Called simply Last Thursday, the event began five years ago as a group opening night for a handful of art galleries setting up shop on a street most Portlanders avoided. Twelve years ago Portland’s major banks were caught illegally redlining the neighborhood, refusing new mortgages for houses or businesses. Street vendors on Alberta Street mostly sold drugs or their bodies. Now the atmosphere is a vigorous blend of neo-sixties and turn-of-the-new-century cultural eclecticism.

The reasons for the district’s comeback are many, ranging from the last decade’s high economic tide, which reached even the city’s bleakest shores, to the fact that the 20- and 30-somethings who are gaining on baby boomers in Portland have made Alberta Street a central gathering spot. But the longer historic view might credit the new liveliness to the period in the 1920s when the streetcars that had begun running down Alberta Street in 1903 spawned its apartment-topped storefronts. In 1993 the city, collaborating with the neighborhood, adopted the Albina Community Plan (the area was once the City of Albina). Soon the area, ravaged by years of disinvestment, began supporting burgeoning life again with the nutrition of a little public investment and a lot of well-aimed private initiatives like Last Thursday.

Portland's gentle civitas is relatively recent.
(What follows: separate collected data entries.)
//! Per-class operation state machine and in-flight bookkeeping.
//!
//! Every auth action belongs to an [`OperationClass`]. Each class owns one
//! slot holding its [`OperationState`], a generation counter and the last
//! terminal error. Starting a new call bumps the generation, which turns any
//! older call of the same class stale: a stale call may still finish its
//! network round-trip but can no longer change state.

use std::collections::HashMap;
use std::fmt;
use std::sync::{Arc, Mutex, MutexGuard};

use serde::Serialize;

use super::error::AuthError;

#[derive(Debug, Clone, Copy, PartialEq, Eq, Hash, Serialize)]
#[serde(rename_all = "snake_case")]
pub enum OperationClass {
    SignIn,
    SignUp,
    SignOut,
    ResetPassword,
    UpdatePassword,
    UpdateProfile,
    GetCurrentSession,
    OAuthSignIn,
}

impl OperationClass {
    pub const ALL: [OperationClass; 8] = [
        OperationClass::SignIn,
        OperationClass::SignUp,
        OperationClass::SignOut,
        OperationClass::ResetPassword,
        OperationClass::UpdatePassword,
        OperationClass::UpdateProfile,
        OperationClass::GetCurrentSession,
        OperationClass::OAuthSignIn,
    ];

    pub fn as_str(&self) -> &'static str {
        match self {
            OperationClass::SignIn => "sign_in",
            OperationClass::SignUp => "sign_up",
            OperationClass::SignOut => "sign_out",
            OperationClass::ResetPassword => "reset_password",
            OperationClass::UpdatePassword => "update_password",
            OperationClass::UpdateProfile => "update_profile",
            OperationClass::GetCurrentSession => "get_current_session",
            OperationClass::OAuthSignIn => "oauth_sign_in",
        }
    }

    /// Whether a failed primary call is retried on the legacy provider.
    /// Sign-up only falls back when the platform mode allows it.
    pub fn has_fallback(&self, sign_up_fallback: bool) -> bool {
        match self {
            OperationClass::SignIn | OperationClass::ResetPassword => true,
            OperationClass::SignUp => sign_up_fallback,
            _ => false,
        }
    }
}

impl fmt::Display for OperationClass {
    fn fmt(&self, f: &mut fmt::Formatter<'_>) -> fmt::Result {
        f.write_str(self.as_str())
    }
}

#[derive(Debug, Clone, Copy, PartialEq, Eq, Serialize)]
#[serde(rename_all = "snake_case")]
pub enum Resolution {
    Success,
    Failure,
}

#[derive(Debug, Clone, Copy, PartialEq, Eq, Serialize)]
#[serde(tag = "state", content = "resolution", rename_all = "snake_case")]
pub enum OperationState {
    Idle,
    PrimaryInFlight,
    FallbackInFlight,
    Resolved(Resolution),
}

impl OperationState {
    pub fn is_in_flight(&self) -> bool {
        matches!(
            self,
            OperationState::PrimaryInFlight | OperationState::FallbackInFlight
        )
    }
}

/// Inputs that drive the state machine.
#[derive(Debug, Clone, Copy, PartialEq, Eq)]
pub enum Step {
    Invoke,
    PrimarySucceeded,
    PrimaryFailed,
    FallbackSucceeded,
    FallbackFailed,
    Settle,
    Cancel,
}

/// The transition table. Returns `None` for steps that are not legal in the
/// given state.
pub fn transition(state: OperationState, step: Step, fallback_defined: bool) -> Option<OperationState> {
    use OperationState::*;
    match (state, step) {
        (_, Step::Cancel) => Some(Idle),
        (Idle, Step::Invoke) => Some(PrimaryInFlight),
        (PrimaryInFlight, Step::PrimarySucceeded) => Some(Resolved(Resolution::Success)),
        (PrimaryInFlight, Step::PrimaryFailed) if fallback_defined => Some(FallbackInFlight),
        (PrimaryInFlight, Step::PrimaryFailed) => Some(Resolved(Resolution::Failure)),
        (FallbackInFlight, Step::FallbackSucceeded) => Some(Resolved(Resolution::Success)),
        (FallbackInFlight, Step::FallbackFailed) => Some(Resolved(Resolution::Failure)),
        (Resolved(_), Step::Settle) => Some(Idle),
        _ => None,
    }
}

#[derive(Debug)]
struct Slot {
    generation: u64,
    state: OperationState,
    last_error: Option<AuthError>,
}

impl Slot {
    fn cancel(&mut self) -> bool {
        let was_in_flight = self.state.is_in_flight();
        self.generation += 1;
        self.state = transition(self.state, Step::Cancel, false).unwrap_or(OperationState::Idle);
        was_in_flight
    }
}

impl Default for Slot {
    fn default() -> Self {
        Slot {
            generation: 0,
            state: OperationState::Idle,
            last_error: None,
        }
    }
}

/// Observable state of one operation class.
#[derive(Debug, Clone, PartialEq, Eq, Serialize)]
pub struct OperationStatus {
    pub operation: OperationClass,
    pub state: OperationState,
    pub loading: bool,
    pub error: Option<String>,
}

/// Tracks the in-flight state of every operation class.
#[derive(Debug, Default)]
pub struct OperationTracker {
    slots: Mutex<HashMap<OperationClass, Slot>>,
}

impl OperationTracker {
    pub fn new() -> Self {
        Self::default()
    }

    fn slots(&self) -> MutexGuard<'_, HashMap<OperationClass, Slot>> {
        self.slots.lock().unwrap_or_else(|e| e.into_inner())
    }

    /// Starts a new call of `class`, superseding any call already in flight.
    pub fn begin(self: &Arc<Self>, class: OperationClass, fallback_defined: bool) -> Ticket {
        let mut slots = self.slots();
        let slot = slots.entry(class).or_default();
        slot.generation += 1;
        slot.last_error = None;
        slot.state = transition(OperationState::Idle, Step::Invoke, fallback_defined)
            .unwrap_or(OperationState::PrimaryInFlight);
        Ticket {
            tracker: Arc::clone(self),
            class,
            generation: slot.generation,
            fallback_defined,
        }
    }

    /// Advisory cancellation. The in-flight call keeps running but its
    /// completion is ignored. Returns true when something was in flight.
    pub fn cancel(&self, class: OperationClass) -> bool {
        self.slots().entry(class).or_default().cancel()
    }

    pub fn status(&self, class: OperationClass) -> OperationStatus {
        let slots = self.slots();
        let (state, error) = slots
            .get(&class)
            .map(|s| (s.state, s.last_error.as_ref().map(ToString::to_string)))
            .unwrap_or((OperationState::Idle, None));
        OperationStatus {
            operation: class,
            state,
            loading: state.is_in_flight(),
            error,
        }
    }

    pub fn is_loading(&self, class: OperationClass) -> bool {
        self.status(class).loading
    }
}

/// Scoped claim on an operation slot. Dropping the ticket settles the slot
/// back to idle, so the loading flag is cleared on every exit path.
#[derive(Debug)]
pub struct Ticket {
    tracker: Arc<OperationTracker>,
    class: OperationClass,
    generation: u64,
    fallback_defined: bool,
}

impl Ticket {
    pub fn class(&self) -> OperationClass {
        self.class
    }

    pub fn fallback_defined(&self) -> bool {
        self.fallback_defined
    }

    pub fn is_current(&self) -> bool {
        self.tracker
            .slots()
            .get(&self.class)
            .map_or(false, |s| s.generation == self.generation)
    }

    /// Applies `step` if this ticket is still current. Returns false when the
    /// call has been superseded or cancelled.
    pub fn advance(&self, step: Step) -> bool {
        let mut slots = self.tracker.slots();
        match slots.get_mut(&self.class) {
            Some(slot) if slot.generation == self.generation => {
                if let Some(next) = transition(slot.state, step, self.fallback_defined) {
                    slot.state = next;
                }
                true
            }
            _ => false,
        }
    }

    /// Records a terminal failure and runs `publish` atomically with the
    /// currency check. Nothing happens for a stale ticket.
    pub fn fail<F: FnOnce()>(&self, error: &AuthError, publish: F) -> bool {
        let mut slots = self.tracker.slots();
        match slots.get_mut(&self.class) {
            Some(slot) if slot.generation == self.generation => {
                slot.last_error = Some(error.clone());
                slot.state = OperationState::Resolved(Resolution::Failure);
                publish();
                true
            }
            _ => false,
        }
    }

    /// Runs `commit` while holding the slot lock, only if this ticket is
    /// still current, and marks the call resolved successfully.
    pub fn succeed<F: FnOnce()>(&self, commit: F) -> bool {
        self.succeed_superseding(&[], commit)
    }

    /// Like [`Ticket::succeed`], but also cancels the in-flight calls of
    /// `others` under the same lock, so none of them can commit over the
    /// state written here.
    pub fn succeed_superseding<F: FnOnce()>(&self, others: &[OperationClass], commit: F) -> bool {
        let mut slots = self.tracker.slots();
        match slots.get_mut(&self.class) {
            Some(slot) if slot.generation == self.generation => {
                slot.state = OperationState::Resolved(Resolution::Success);
            }
            _ => return false,
        }
        for class in others.iter().filter(|c| **c != self.class) {
            slots.entry(*class).or_default().cancel();
        }
        commit();
        true
    }
}

impl Drop for Ticket {
    fn drop(&mut self) {
        let mut slots = self.tracker.slots();
        if let Some(slot) = slots.get_mut(&self.class) {
            if slot.generation == self.generation {
                slot.state = transition(slot.state, Step::Settle, self.fallback_defined)
                    .unwrap_or(OperationState::Idle);
            }
        }
    }
}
In its early years it was as boisterous as any Western city.
 

Much of what both visitors and locals come to cherish about Portland dates from the city’s early era of building and its more recent period of urban planning. When in 1845 Portland’s founders first platted the city in 200-by-200-foot blocks, they mandated an easily navigated layout of small buildings, a configuration celebrated today for its human scale and pedestrian friendliness. Virtually all of Portland’s first-generation neighborhoods grew up, like Alberta Street, around streetcar lines. But after watching the same slow drain to the suburbs most central cities suffered in the years after World War II, a group of young activists gained control of Portland in the early seventies and made the city a textbook on urban revitalization. They replaced the riverside highway with a waterfront park, created historic districts and vibrant new public spaces, lured retailers back to downtown, wrote strict urban design rules, and built light rail lines and new housing.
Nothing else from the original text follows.